12.06.2012 35 °C
The Romanian version of Mrs Doyle made my breakfast this morning, so at one point I had both a cup of tea and a cup of coffee. The bus for Bulgaria departed from right outside my hotel, so I had time for one last walk around before I left.
On the bus was a young Bulgarian woman, returning from four years in the UK. We chatted for most of the one and a half hour journey, other than when we both almost dozed off in the hot sun. The landscape south of Sinaia is flat and cultivated right up to the edge of the Danube, which forms the border with Bulgaria. Although it was sad to leave beautiful Romania, it was exciting crossing over the river into a new country.
Once we arrived in Ruse, I bought some Bulgarian money and a ticket for the bus to Veliko Tarnovo, leaving in an hour. Compared to the Romania buses, this one was modern with air conditioning and even seat belts. Thank god, for that too. The driver was the worst yet, weaving in and out of traffic, passing on blind sections, and trailing trucks by about half a metre at great speed. He drove with one hand all the way, either one resting over the seat beside him, or the other on his cellphone. Sometimes I suspect he was doing both. The journey took about two hours, and the scenery is quite different. Here, you see brown fields, towering rock faces, and lots of different kinds of trees and shrubs. Of course, the language has changed too, and I face the greater challenge of not being able to read the writing system. Although while I waited for the bus, I practiced with my phrase book, and started to pick out a few words.

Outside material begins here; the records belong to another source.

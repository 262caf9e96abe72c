//! Sponsor board library exports for testing

pub mod core;
pub mod tui;

#[cfg(test)]
pub mod test_support;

Half way through the journey, we stopped for some passengers and a large lady in a pink dress got on and sat on me. Despite the rest of the bus being empty, she wanted to sit opposite her friend, so took the seat beside me and half of mine. Squished in the corner, with a maniac driver, and searing temperatures outside, I wondered whether I might change my travel plans and just head straight for the Mediterranean Coast.
When I reached Veliko Tarnovo, I phoned my hostel who had promised to pick me up from the bus station, only to be told that they didn't do pick ups from the bus station I was at. So, I hauled my bindle over to a local bus, got on, counted six stops, and got off again. Then I trudged up the hill, absolutely sweltering, until I had to phone the hostel again for further directions. Eventually, the hostel guy came walking up the road to meet me and happily stated that it's all part of the experience. When we got to the hostel and someone told me that the information centre said it's 37 degrees, I started to beat the hostel guy with the hostel pamphlet.

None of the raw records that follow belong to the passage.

/// Route one terminal event. Returns true when the app should quit.
fn handle_event<R: Rng + ?Sized>(app: &mut App, tui: &mut TuiState, rng: &mut R, event: TuiEvent) -> bool {
    match event {
        // Every recorded rect is from the old size until the next draw
        TuiEvent::Resize => {
            tui.board.layout.mark_stale();
            return false;
        }
        // ForceQuit (Ctrl+C) always quits, even with an overlay open
        TuiEvent::ForceQuit => return dispatch(app, tui, Action::Quit) == Effect::Quit,
        TuiEvent::FocusLost => {
            dispatch(app, tui, Action::CancelDrag);
            return false;
        }
        _ => {}
    }

    // When the detail panel is open, route all events to it
    if let Some(detail) = tui.detail.as_mut() {
        if detail.handle_event(&event) == Some(DetailEvent::Dismiss) {
            tui.detail = None;
            dispatch(app, tui, Action::CloseDetail);
        }
        return false;
    }

    match event {
        TuiEvent::MouseDown(button, col, row) => {
            if let Some(action) = tui.filter_bar.handle_event(&event) {
                dispatch(app, tui, action);
                return false;
            }
            dispatch(
                app,
                tui,
                Action::PointerDown {
                    point: to_point(col, row),
                    button: to_button(button),
                },
            );
        }
        TuiEvent::MouseDrag(col, row) | TuiEvent::MouseMove(col, row) => {
            if app.is_capturing() {
                let point = to_point(col, row);
                dispatch(app, tui, Action::PointerMove(point));
                if let Some(proxy) = tui.proxy.as_mut() {
                    proxy.follow(point, rng);
                }
            }
        }
        TuiEvent::MouseUp(button, col, row) => {
            dispatch(
                app,
                tui,
                Action::PointerUp {
                    point: to_point(col, row),
                    button: to_button(button),
                },
            );
        }
        TuiEvent::ScrollUp(..) | TuiEvent::ScrollDown(..) => {
            tui.board.handle_event(&event);
        }
        TuiEvent::Escape => {
            dispatch(app, tui, Action::ClearSearch);
        }
        TuiEvent::InputChar('q') if app.filter.query.is_empty() && !app.is_capturing() => {
            return dispatch(app, tui, Action::Quit) == Effect::Quit;
        }
        TuiEvent::InputChar(c) => {
            dispatch(app, tui, Action::SearchInput(c));
        }
        TuiEvent::Backspace => {
            dispatch(app, tui, Action::SearchBackspace);
        }
        TuiEvent::CycleCategory => {
            dispatch(app, tui, Action::CycleCategory);
        }
        TuiEvent::ForceQuit | TuiEvent::FocusLost | TuiEvent::Resize => {}
    }
    false
}

/// Run `update` against the last drawn layout and apply the effect to
/// presentation state.
fn dispatch(app: &mut App, tui: &mut TuiState, action: Action) -> Effect {
    let effect = update(app, action, &tui.board.layout);
    match &effect {
        Effect::DragStarted(id) => {
            let start = app.session.as_ref().map(|s| s.start).unwrap_or_default();
            tui.proxy = Some(DragProxy::new(id.clone(), start, tui.proxy_settings));
        }
        Effect::Reordered(reorder) => {
            debug!("Layout stale after {:?}", reorder);
            tui.board.layout.mark_stale();
        }
        Effect::DragEnded(_) => {
            tui.proxy = None;
        }
        Effect::TapResolved(id) => {
            tui.proxy = None;
            tui.detail = Some(DetailPanelState::new(id.clone()));
        }
        Effect::Quit | Effect::None => {}
    }
    effect
}

fn to_point(col: u16, row: u16) -> Point {
    Point::new(i32::from(col), i32::from(row))
}

fn to_button(button: MouseButton) -> PointerButton {
    match button {
        MouseButton::Left => PointerButton::Primary,
        MouseButton::Right => PointerButton::Secondary,
        MouseButton::Middle => PointerButton::Middle,
    }
}

#[cfg(test)]
mod tests {
    use super::*;
    use crate::core::entity::Lane;
    use crate::test_support::{ids, test_app};
    use rand::SeedableRng;
    use rand::rngs::StdRng;
    use ratatui::Terminal;
    use ratatui::backend::TestBackend;
    use ratatui::layout::Rect;

    struct Harness {
        app: App,
        tui: TuiState,
        rng: StdRng,
        terminal: Terminal<TestBackend>,
    }

    impl Harness {
        fn new() -> Self {
            let mut harness = Self {
                app: test_app(),
                tui: TuiState::new(ProxySettings::default()),
                rng: StdRng::seed_from_u64(42),
                terminal: Terminal::new(TestBackend::new(120, 30)).unwrap(),
            };
            harness.draw();
            harness
        }

        fn draw(&mut self) {
            let (app, tui) = (&self.app, &mut self.tui);
            self.terminal.draw(|f| ui::draw_ui(f, app, tui)).unwrap();
        }

        fn send(&mut self, event: TuiEvent) -> bool {
            handle_event(&mut self.app, &mut self.tui, &mut self.rng, event)
        }

        fn card_rect(&self, id: &str) -> Rect {
            self.tui
                .board
                .layout
                .cards
                .iter()
                .find(|c| c.id.as_str() == id)
                .map(|c| c.rect)
                .unwrap()
        }

        fn lane_rect(&self, lane: Lane) -> Rect {
            self.tui
                .board
                .layout
                .lanes
                .iter()
                .find(|(l, _)| *l == lane)
                .map(|(_, r)| *r)
                .unwrap()
        }
    }

    #[test]
    fn test_drag_reorders_within_lane() {
        let mut h = Harness::new();
        let first = h.card_rect("1");
        let second = h.card_rect("2");

        h.send(TuiEvent::MouseDown(MouseButton::Left, first.x + 2, first.y + 1));
        assert!(h.tui.proxy.is_some());

        h.send(TuiEvent::MouseDrag(second.x + 2, second.y + 2));
        assert_eq!(ids(&h.app.sponsors), vec!["2", "1", "3"]);
        assert!(h.tui.board.layout.is_stale());

        // Until the next draw, further samples hit nothing
        h.send(TuiEvent::MouseDrag(second.x + 2, second.y + 3));
        assert_eq!(ids(&h.app.sponsors), vec!["2", "1", "3"]);

        h.draw();
        h.send(TuiEvent::MouseUp(MouseButton::Left, second.x + 2, second.y + 3));
        assert!(h.tui.proxy.is_none());
        assert!(h.tui.detail.is_none());
        assert!(!h.app.is_capturing());
    }

    #[test]
    fn test_drag_to_other_lane_changes_lane() {
        let mut h = Harness::new();
        let first = h.card_rect("1");
        let delivered = h.lane_rect(Lane::Delivered);

        h.send(TuiEvent::MouseDown(MouseButton::Left, first.x + 2, first.y + 1));
        h.send(TuiEvent::MouseDrag(delivered.x + 3, delivered.y + 10));
        h.send(TuiEvent::MouseUp(MouseButton::Left, delivered.x + 3, delivered.y + 10));

        assert_eq!(h.app.sponsors.get(&"1".into()).map(|s| s.lane), Some(Lane::Delivered));
        assert_eq!(ids(&h.app.sponsors), vec!["1", "2", "3"]);
    }

    #[test]
    fn test_tap_opens_detail_and_escape_closes_it() {
        let mut h = Harness::new();
        let third = h.card_rect("3");

        h.send(TuiEvent::MouseDown(MouseButton::Left, third.x + 2, third.y + 1));
        h.send(TuiEvent::MouseUp(MouseButton::Left, third.x + 3, third.y + 2));
        assert_eq!(h.tui.detail.as_ref().map(|d| d.sponsor_id.as_str()), Some("3"));
        assert_eq!(h.app.selected, Some("3".into()));

        // Keys go to the panel, not the search box
        h.send(TuiEvent::InputChar('x'));
        assert!(h.app.filter.query.is_empty());

        h.send(TuiEvent::Escape);
        assert!(h.tui.detail.is_none());
        assert!(h.app.selected.is_none());
    }

    #[test]
    fn test_resize_mid_drag_ignores_old_rects() {
        let mut h = Harness::new();
        let first = h.card_rect("1");
        let second = h.card_rect("2");

        h.send(TuiEvent::MouseDown(MouseButton::Left, first.x + 2, first.y + 1));
        h.send(TuiEvent::Resize);
        assert!(h.tui.board.layout.is_stale());

        h.send(TuiEvent::MouseDrag(second.x + 2, second.y + 2));
        assert_eq!(ids(&h.app.sponsors), vec!["1", "2", "3"]);
        assert!(h.app.is_capturing());
    }

    #[test]
    fn test_right_click_mid_drag_keeps_session() {
        let mut h = Harness::new();
        let first = h.card_rect("1");
        let second = h.card_rect("2");

        h.send(TuiEvent::MouseDown(MouseButton::Left, first.x + 2, first.y + 1));
        h.send(TuiEvent::MouseDown(MouseButton::Right, first.x + 2, first.y + 1));
        h.send(TuiEvent::MouseUp(MouseButton::Right, first.x + 2, first.y + 1));
        assert!(h.app.is_capturing());
        assert!(h.tui.detail.is_none());
        assert!(h.tui.proxy.is_some());

        h.send(TuiEvent::MouseDrag(second.x + 2, second.y + 2));
        assert_eq!(ids(&h.app.sponsors), vec!["2", "1", "3"]);
    }

    #[test]
    fn test_focus_lost_cancels_drag() {
        let mut h = Harness::new();
        let first = h.card_rect("1");
        h.send(TuiEvent::MouseDown(MouseButton::Left, first.x + 2, first.y + 1));
        h.send(TuiEvent::FocusLost);
        assert!(!h.app.is_capturing());
        assert!(h.tui.proxy.is_none());
        assert!(!h.app.text_selection_suppressed);
    }

    #[test]
    fn test_proxy_follows_pointer() {
        let mut h = Harness::new();
        let first = h.card_rect("1");
        h.send(TuiEvent::MouseDown(MouseButton::Left, first.x + 2, first.y + 1));
        h.send(TuiEvent::MouseDrag(100, 28));
        assert_eq!(h.tui.proxy.as_ref().map(|p| p.pointer()), Some(Point::new(100, 28)));
    }

    #[test]
    fn test_typing_filters_and_q_quits_only_when_empty() {
        let mut h = Harness::new();
        assert!(!h.send(TuiEvent::InputChar('n')));
        assert!(!h.send(TuiEvent::InputChar('q')));
        assert_eq!(h.app.filter.query, "nq");
        h.send(TuiEvent::Backspace);
        h.send(TuiEvent::Escape);
        assert!(h.app.filter.query.is_empty());
        assert!(h.send(TuiEvent::InputChar('q')));
    }

    #[test]
    fn test_force_quit() {
        let mut h = Harness::new();
        assert!(h.send(TuiEvent::ForceQuit));
    }

    #[test]
    fn test_tab_and_chip_click_set_category() {
        let mut h = Harness::new();
        h.send(TuiEvent::CycleCategory);
        assert!(h.app.filter.category.is_some());

        let (_, all_chip) = h.tui.filter_bar.chips[0];
        h.send(TuiEvent::MouseDown(MouseButton::Left, all_chip.x, all_chip.y));
        assert!(h.app.filter.category.is_none());
        assert!(!h.app.is_capturing());
    }

    #[test]
    fn test_teardown_clears_proxy_and_blocks_input() {
        let mut h = Harness::new();
        let first = h.card_rect("1");
        h.send(TuiEvent::MouseDown(MouseButton::Left, first.x + 2, first.y + 1));
        dispatch(&mut h.app, &mut h.tui, Action::Teardown);
        assert!(h.tui.proxy.is_none());

        h.send(TuiEvent::MouseDown(MouseButton::Left, first.x + 2, first.y + 1));
        assert!(h.tui.proxy.is_none());
        assert!(!h.app.is_capturing());
    }
}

After I checked in, and changed clothes, I set out for the Tsarevets Fortress. Built in 1186, it must have been a massive structure (and feat of engineering) as the ruins today are still huge. As I walked up the road, I could just imagine the Tsars riding up to the fortress in their bear hide coats and hats. Or in this weather, just their togs.
I walked around the site for a couple of hours, but it was just so hot, it was hard to appreciate it properly.

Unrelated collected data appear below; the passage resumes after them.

//! # Board Component
//!
//! The four lane columns and their cards.
//!
//! `Board` is a transient component (created each frame) wrapping
//! `&'a mut BoardState` (persistent state) and `&'a App` (props). While
//! rendering it records where every lane and card landed on screen in a
//! `BoardLayout`, which is what the drag engine hit-tests against.
//!
//! ## Stale layouts
//!
//! After the store is reordered or a lane is scrolled, the recorded rects no
//! longer describe what is on screen. The layout is then marked stale and
//! resolves every point to an empty target until the next render refreshes
//! it. Hit-testing a stale rect would apply the same swap twice and make the
//! dragged card oscillate.

use ratatui::Frame;
use ratatui::layout::{Alignment, Constraint, Layout, Position, Rect, Size};
use ratatui::style::{Color, Modifier, Style};
use ratatui::text::{Line, Span};
use ratatui::widgets::{Block, BorderType, Paragraph};
use tui_scrollview::{ScrollView, ScrollViewState, ScrollbarVisibility};

use crate::core::drag::{HitTarget, Point, SpatialIndex};
use crate::core::entity::{Lane, SponsorId};
use crate::core::state::App;
use crate::tui::component::{Component, EventHandler};
use crate::tui::components::sponsor_card::{CARD_HEIGHT, CardVariant, SponsorCard};
use crate::tui::event::TuiEvent;
use crate::tui::format::compact_value;

/// Persistent board state. Lives in `TuiState`.
#[derive(Default)]
pub struct BoardState {
    /// One scroll position per lane, indexed by `Lane::index()`.
    pub scroll: [ScrollViewState; 4],
    pub layout: BoardLayout,
}

impl BoardState {
    pub fn new() -> Self {
        Self::default()
    }

    /// Scroll the lane under `(col, row)`. Returns false if no lane is there.
    pub fn scroll_at(&mut self, col: u16, row: u16, down: bool) -> bool {
        let Some(lane) = self.layout.lane_at(Point::new(i32::from(col), i32::from(row))) else {
            return false;
        };
        let state = &mut self.scroll[lane.index()];
        if down {
            state.scroll_down();
        } else {
            state.scroll_up();
        }
        self.layout.mark_stale();
        true
    }
}

impl EventHandler for BoardState {
    type Event = ();

    fn handle_event(&mut self, event: &TuiEvent) -> Option<Self::Event> {
        match *event {
            TuiEvent::ScrollUp(col, row) => {
                self.scroll_at(col, row, false);
                None
            }
            TuiEvent::ScrollDown(col, row) => {
                self.scroll_at(col, row, true);
                None
            }
            _ => None,
        }
    }
}

/// Visible part of one card, in screen coordinates.
#[derive(Debug, Clone, PartialEq, Eq)]
pub struct CardSlot {
    pub id: SponsorId,
    pub rect: Rect,
}

/// Where lanes and cards were drawn in the last frame.
#[derive(Debug, Default)]
pub struct BoardLayout {
    pub lanes: Vec<(Lane, Rect)>,
    pub cards: Vec<CardSlot>,
    stale: bool,
}

impl BoardLayout {
    pub fn clear(&mut self) {
        self.lanes.clear();
        self.cards.clear();
        self.stale = false;
    }

    pub fn mark_stale(&mut self) {
        self.stale = true;
    }

    pub fn is_stale(&self) -> bool {
        self.stale
    }

    fn lane_at(&self, point: Point) -> Option<Lane> {
        self.lanes
            .iter()
            .find(|(_, rect)| contains(*rect, point))
            .map(|(lane, _)| *lane)
    }
}

impl SpatialIndex for BoardLayout {
    fn resolve_targets_at(&self, point: Point) -> HitTarget {
        if self.stale {
            return HitTarget::default();
        }
        HitTarget {
            lane: self.lane_at(point),
            card: self
                .cards
                .iter()
                .find(|slot| contains(slot.rect, point))
                .map(|slot| slot.id.clone()),
        }
    }
}

fn contains(rect: Rect, point: Point) -> bool {
    match (u16::try_from(point.x), u16::try_from(point.y)) {
        (Ok(x), Ok(y)) => rect.contains(Position { x, y }),
        _ => false,
    }
}

fn lane_color(lane: Lane) -> Color {
    match lane {
        Lane::Prospecting => Color::Blue,
        Lane::Negotiating => Color::Yellow,
        Lane::Contracted => Color::Magenta,
        Lane::Delivered => Color::Green,
    }
}

/// The board: one column per lane.
pub struct Board<'a> {
    pub state: &'a mut BoardState,
    pub app: &'a App,
}

impl<'a> Board<'a> {
    pub fn new(state: &'a mut BoardState, app: &'a App) -> Self {
        Self { state, app }
    }

    fn render_lane(&mut self, frame: &mut Frame, lane: Lane, area: Rect) {
        let app = self.app;
        let summary = app.sponsors.lane_summary(lane, &app.filter);
        let active_lane = app
            .active_id()
            .and_then(|id| app.sponsors.get(id))
            .map(|s| s.lane);

        let border_style = if active_lane == Some(lane) {
            Style::default().fg(lane_color(lane)).add_modifier(Modifier::BOLD)
        } else {
            Style::default().fg(Color::DarkGray)
        };
        let block = Block::bordered()
            .border_type(BorderType::Rounded)
            .border_style(border_style)
            .title(Line::from(vec![
                Span::styled(" ● ", Style::default().fg(lane_color(lane))),
                Span::styled(lane.title(), Style::default().add_modifier(Modifier::BOLD)),
                Span::styled(format!(" {} ", summary.count), Style::default().fg(Color::Gray)),
            ]))
            .title_top(Line::from(format!(" {} ", compact_value(summary.value))).right_aligned());
        let body = block.inner(area);
        frame.render_widget(block, area);
        self.state.layout.lanes.push((lane, area));

        let cards: Vec<_> = app.sponsors.visible_in_lane(lane, &app.filter).collect();
        if cards.is_empty() {
            let placeholder_area = Rect {
                height: body.height.min(CARD_HEIGHT),
                ..body
            };
            let placeholder = Paragraph::new(Line::from("Drop here").centered())
                .style(Style::default().fg(Color::DarkGray))
                .alignment(Alignment::Center)
                .block(
                    Block::bordered()
                        .border_type(BorderType::Plain)
                        .border_style(Style::default().fg(Color::DarkGray).add_modifier(Modifier::DIM)),
                );
            frame.render_widget(placeholder, placeholder_area);
            return;
        }

        let content_width = body.width.saturating_sub(1); // -1 for scrollbar safe area
        let total_height = CARD_HEIGHT.saturating_mul(cards.len() as u16);

        // Clamp before recording rects so the layout matches what gets drawn
        let scroll_state = &mut self.state.scroll[lane.index()];
        let max_y = total_height.saturating_sub(body.height);
        if scroll_state.offset().y > max_y {
            scroll_state.set_offset(Position { x: 0, y: max_y });
        }
        let offset_y = i32::from(scroll_state.offset().y);

        let mut scroll_view = ScrollView::new(Size::new(content_width, total_height))
            .vertical_scrollbar_visibility(ScrollbarVisibility::Automatic)
            .horizontal_scrollbar_visibility(ScrollbarVisibility::Never);

        let body_top = i32::from(body.y);
        let body_bottom = i32::from(body.bottom());
        for (i, sponsor) in cards.iter().enumerate() {
            let content_y = i as u16 * CARD_HEIGHT;
            let variant = if app.active_id() == Some(&sponsor.id) {
                CardVariant::Dimmed
            } else {
                CardVariant::Normal
            };
            scroll_view.render_widget(
                SponsorCard::new(sponsor, variant),
                Rect::new(0, content_y, content_width, CARD_HEIGHT),
            );

            let top = (body_top + i32::from(content_y) - offset_y).max(body_top);
            let bottom = (body_top + i32::from(content_y + CARD_HEIGHT) - offset_y).min(body_bottom);
            if bottom > top {
                self.state.layout.cards.push(CardSlot {
                    id: sponsor.id.clone(),
                    // Both bounds lie within `body`, so they fit in u16
                    rect: Rect::new(body.x, top as u16, content_width, (bottom - top) as u16),
                });
            }
        }

        frame.render_stateful_widget(scroll_view, body, scroll_state);
    }
}

impl<'a> Component for Board<'a> {
    fn render(&mut self, frame: &mut Frame, area: Rect) {
        self.state.layout.clear();
        let columns = Layout::horizontal([Constraint::Fill(1); 4]).split(area);
        for (lane, column) in Lane::ALL.into_iter().zip(columns.iter()) {
            self.render_lane(frame, lane, *column);
        }
    }
}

Still, it was very nice and has some great views out over the surrounding town. The Orthodox Monastery has quite different pictures to those in Romania, so that was interesting*, and the executioners rock hanging out over a drop to certain death was chilling. They have a light show here if there are enough tourists in town, which I hope to see.
I had dinner at a local restaurant and met a Scottish couple who have been here for a week, enjoying the town, but not so much the heat. I need to go and find a nice cold beer to help me sleep as it's 9.30pm and still 31 degrees.
- I later found out that is because it's now an art gallery rather than a monastery, hence the different paintings.